FDA’s Prasad Navigates Controversy and Strife Amid Moderna Dispute
The controversy surrounding Vinay Prasad, director of the FDA’s Center for Biologics Evaluation and Research (CBER), intensifies amid turbulent relations with Moderna. His recent decision to refuse review of Moderna’s flu vaccine candidate, mRNA-1010, has drawn significant internal backlash, with multiple complaints lodged against him.
Internal Complaints and Conduct Issues
Prasad is facing allegations of serious misconduct, including:
- Sexual harassment
- Retaliation against employees
- Verbal abuse of staff
A report by The Wall Street Journal cites multiple sources familiar with the situation, highlighting a troubling atmosphere within the agency.
Dispute Over Moderna’s Application
As part of the ongoing tensions, Prasad’s decision to issue a refusal-to-file (RTF) letter to Moderna has sparked frustration among FDA staff. A review team was prepared to evaluate the application prior to Prasad’s intervention, prompting concerns regarding his leadership style.
Meeting Insights and Staff Reactions
During a January meeting, FDA personnel expressed their disagreement with Prasad’s claim that the study design did not meet the best-available standards.
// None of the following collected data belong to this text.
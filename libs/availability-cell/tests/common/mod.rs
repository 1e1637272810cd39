#![allow(dead_code)]

use async_trait::async_trait;
use chrono::{DateTime, NaiveDate, NaiveTime, Utc};
use tokio::sync::Mutex;
use uuid::Uuid;

use availability_cell::{
    AvailabilityError, BookedInterval, BookingLedger, CreateWindowRequest, TimeRange, WindowKind,
};

/// 2030-06-03 is a Monday (day_of_week 1).
pub fn monday() -> NaiveDate {
    NaiveDate::from_ymd_opt(2030, 6, 3).unwrap()
}

pub fn time(hour: u32, minute: u32) -> NaiveTime {
    NaiveTime::from_hms_opt(hour, minute, 0).unwrap()
}

pub fn at(date: NaiveDate, hour: u32, minute: u32) -> DateTime<Utc> {
    date.and_time(time(hour, minute)).and_utc()
}

pub fn range(date: NaiveDate, from: (u32, u32), to: (u32, u32)) -> TimeRange {
    TimeRange { start: at(date, from.0, from.1), end: at(date, to.0, to.1) }
}

pub fn window(day_of_week: i32, from: (u32, u32), to: (u32, u32), kind: WindowKind) -> CreateWindowRequest {
    CreateWindowRequest {
        day_of_week,
        start_time: time(from.0, from.1),
        end_time: time(to.0, to.1),
        kind,
        specific_date: None,
    }
}

pub fn availability(day_of_week: i32, from: (u32, u32), to: (u32, u32)) -> CreateWindowRequest {
    window(day_of_week, from, to, WindowKind::Availability)
}

pub fn time_off(day_of_week: i32, from: (u32, u32), to: (u32, u32)) -> CreateWindowRequest {
    window(day_of_week, from, to, WindowKind::TimeOff)
}

/// Ledger over a fixed list of (staff, interval) pairs.
#[derive(Default)]
pub struct StaticLedger {
    bookings: Mutex<Vec<(Uuid, BookedInterval)>>,
}

impl StaticLedger {
    pub async fn book(&self, staff_id: Uuid, range: TimeRange) -> Uuid {
        let booking_id = Uuid::new_v4();
        self.bookings.lock().await.push((
            staff_id,
            BookedInterval { booking_id, start: range.start, end: range.end },
        ));
        booking_id
    }
}

#[async_trait]
impl BookingLedger for StaticLedger {
    async fn active_bookings(
        &self,
        staff_id: Uuid,
        range: TimeRange,
        exclude: Option<Uuid>,
    ) -> Result<Vec<BookedInterval>, AvailabilityError> {
        let bookings = self.bookings.lock().await;
        Ok(bookings
            .iter()
            .filter(|(staff, booked)| {
                *staff == staff_id
                    && Some(booked.booking_id) != exclude
                    && booked.range().overlaps(&range)
            })
            .map(|(_, booked)| booked.clone())
            .collect())
    }
}
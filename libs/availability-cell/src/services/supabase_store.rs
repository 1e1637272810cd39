use std::sync::Arc;

use async_trait::async_trait;
use chrono::{NaiveDate, Utc};
use reqwest::Method;
use serde_json::{json, Value};
use tracing::{debug, info};
use uuid::Uuid;

use shared_config::AppConfig;
use shared_database::supabase::SupabaseClient;

use crate::error::AvailabilityError;
use crate::models::{
    AvailabilityWindow, CreateWindowRequest, DayOfWeek, UpdateWindowRequest,
};
use crate::services::store::{validate_window, AvailabilityStore};

const TABLE: &str = "/rest/v1/staff_availabilities";

/// Windows persisted in the `staff_availabilities` PostgREST table.
///
/// Overlap validation happens client-side before each write, so two racing
/// writers can both pass it; an exclusion constraint on the table is expected
/// to catch that case.
pub struct SupabaseAvailabilityStore {
    supabase: Arc<SupabaseClient>,
}

impl SupabaseAvailabilityStore {
    pub fn new(config: &AppConfig) -> Self {
        Self::with_client(Arc::new(SupabaseClient::new(config)))
    }

    pub fn with_client(supabase: Arc<SupabaseClient>) -> Self {
        Self { supabase }
    }

    async fn fetch(&self, path: &str) -> Result<Vec<AvailabilityWindow>, AvailabilityError> {
        let rows: Vec<Value> = self
            .supabase
            .request(Method::GET, path, None, None)
            .await
            .map_err(AvailabilityError::storage)?;

        rows.into_iter()
            .map(serde_json::from_value)
            .collect::<Result<Vec<AvailabilityWindow>, _>>()
            .map_err(|e| AvailabilityError::Storage(format!("Failed to parse availability: {}", e)))
    }

    async fn write(
        &self,
        method: Method,
        path: &str,
        body: Option<Value>,
    ) -> Result<Vec<AvailabilityWindow>, AvailabilityError> {
        self.supabase
            .request_with_headers(
                method,
                path,
                None,
                body,
                Some(SupabaseClient::representation_headers()),
            )
            .await
            .map_err(AvailabilityError::storage)
    }
}

fn scoped(salon_id: Uuid, staff_id: Uuid) -> String {
    format!("{}?salon_id=eq.{}&staff_id=eq.{}", TABLE, salon_id, staff_id)
}

fn format_time(time: chrono::NaiveTime) -> String {
    time.format("%H:%M:%S").to_string()
}

#[async_trait]
impl AvailabilityStore for SupabaseAvailabilityStore {
    async fn windows_for_staff(
        &self,
        salon_id: Uuid,
        staff_id: Uuid,
    ) -> Result<Vec<AvailabilityWindow>, AvailabilityError> {
        debug!("Fetching availability for staff {} in salon {}", staff_id, salon_id);
        let path = format!("{}&order=day_of_week.asc,start_time.asc", scoped(salon_id, staff_id));
        self.fetch(&path).await
    }

    async fn windows_for_day(
        &self,
        salon_id: Uuid,
        staff_id: Uuid,
        date: NaiveDate,
    ) -> Result<Vec<AvailabilityWindow>, AvailabilityError> {
        let path = format!(
            "{}&day_of_week=eq.{}&or=(specific_date.is.null,specific_date.eq.{})&order=start_time.asc",
            scoped(salon_id, staff_id),
            DayOfWeek::of(date),
            date
        );
        let windows = self.fetch(&path).await?;
        Ok(windows.into_iter().filter(|window| window.applies_on(date)).collect())
    }

    async fn get_window(
        &self,
        salon_id: Uuid,
        staff_id: Uuid,
        window_id: Uuid,
    ) -> Result<AvailabilityWindow, AvailabilityError> {
        let path = format!("{}&id=eq.{}", scoped(salon_id, staff_id), window_id);
        self.fetch(&path)
            .await?
            .into_iter()
            .next()
            .ok_or(AvailabilityError::NotFound)
    }

    async fn create_window(
        &self,
        salon_id: Uuid,
        staff_id: Uuid,
        request: CreateWindowRequest,
    ) -> Result<AvailabilityWindow, AvailabilityError> {
        let existing = self.windows_for_staff(salon_id, staff_id).await?;
        let day_of_week = validate_window(&request, &existing, None)?;

        let now = Utc::now().to_rfc3339();
        let body = json!({
            "id": Uuid::new_v4(),
            "salon_id": salon_id,
            "staff_id": staff_id,
            "day_of_week": i32::from(day_of_week),
            "start_time": format_time(request.start_time),
            "end_time": format_time(request.end_time),
            "kind": request.kind,
            "specific_date": request.specific_date,
            "created_at": now,
            "updated_at": now
        });

        let window = self
            .write(Method::POST, TABLE, Some(body))
            .await?
            .into_iter()
            .next()
            .ok_or_else(|| AvailabilityError::Storage("Failed to create availability".to_string()))?;

        info!("Window {} created for staff {}", window.id, staff_id);
        Ok(window)
    }

    async fn update_window(
        &self,
        salon_id: Uuid,
        staff_id: Uuid,
        window_id: Uuid,
        request: UpdateWindowRequest,
    ) -> Result<AvailabilityWindow, AvailabilityError> {
        let existing = self.windows_for_staff(salon_id, staff_id).await?;
        let current = existing
            .iter()
            .find(|window| window.id == window_id)
            .ok_or(AvailabilityError::NotFound)?;

        let candidate = request.apply_to(current);
        validate_window(&candidate, &existing, Some(window_id))?;

        let body = json!({
            "start_time": format_time(candidate.start_time),
            "end_time": format_time(candidate.end_time),
            "kind": candidate.kind,
            "updated_at": Utc::now().to_rfc3339()
        });
        let path = format!("{}&id=eq.{}", scoped(salon_id, staff_id), window_id);

        let window = self
            .write(Method::PATCH, &path, Some(body))
            .await?
            .into_iter()
            .next()
            .ok_or(AvailabilityError::NotFound)?;

        info!("Window {} updated", window_id);
        Ok(window)
    }

    async fn delete_window(
        &self,
        salon_id: Uuid,
        staff_id: Uuid,
        window_id: Uuid,
    ) -> Result<(), AvailabilityError> {
        let path = format!("{}&id=eq.{}", scoped(salon_id, staff_id), window_id);
        let deleted = self.write(Method::DELETE, &path, None).await?;

        if deleted.is_empty() {
            return Err(AvailabilityError::NotFound);
        }

        info!("Window {} deleted", window_id);
        Ok(())
    }
}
David Kaslow, director of the Office of Vaccines Research and Review, argued against the RTF decision in an internal memo.
Health and Human Services spokesperson Andrew Nixon emphasized that the review team had diverse opinions concerning Moderna’s submission.
Moderna’s Response
Moderna has publicly criticized the RTF, stressing that the design of its trial was pre-approved by CBER officials before Prasad’s leadership began in May 2025. CEO Stéphane Bancel remarked that it shouldn’t be contentious to perform a thorough review of the submission.
Impact on Future Developments
As Moderna prepares to release its earnings report for the fourth quarter and full year of 2025, the repercussions of the RTF on its future vaccine projects are under scrutiny. Analysts are keen to learn about both mRNA-1010 and the combination flu/COVID-19 vaccine, mRNA-1083.
The controversy surrounding Prasad and the implications of his decisions may significantly impact both Moderna’s product development and the FDA’s reputation in vaccine evaluations.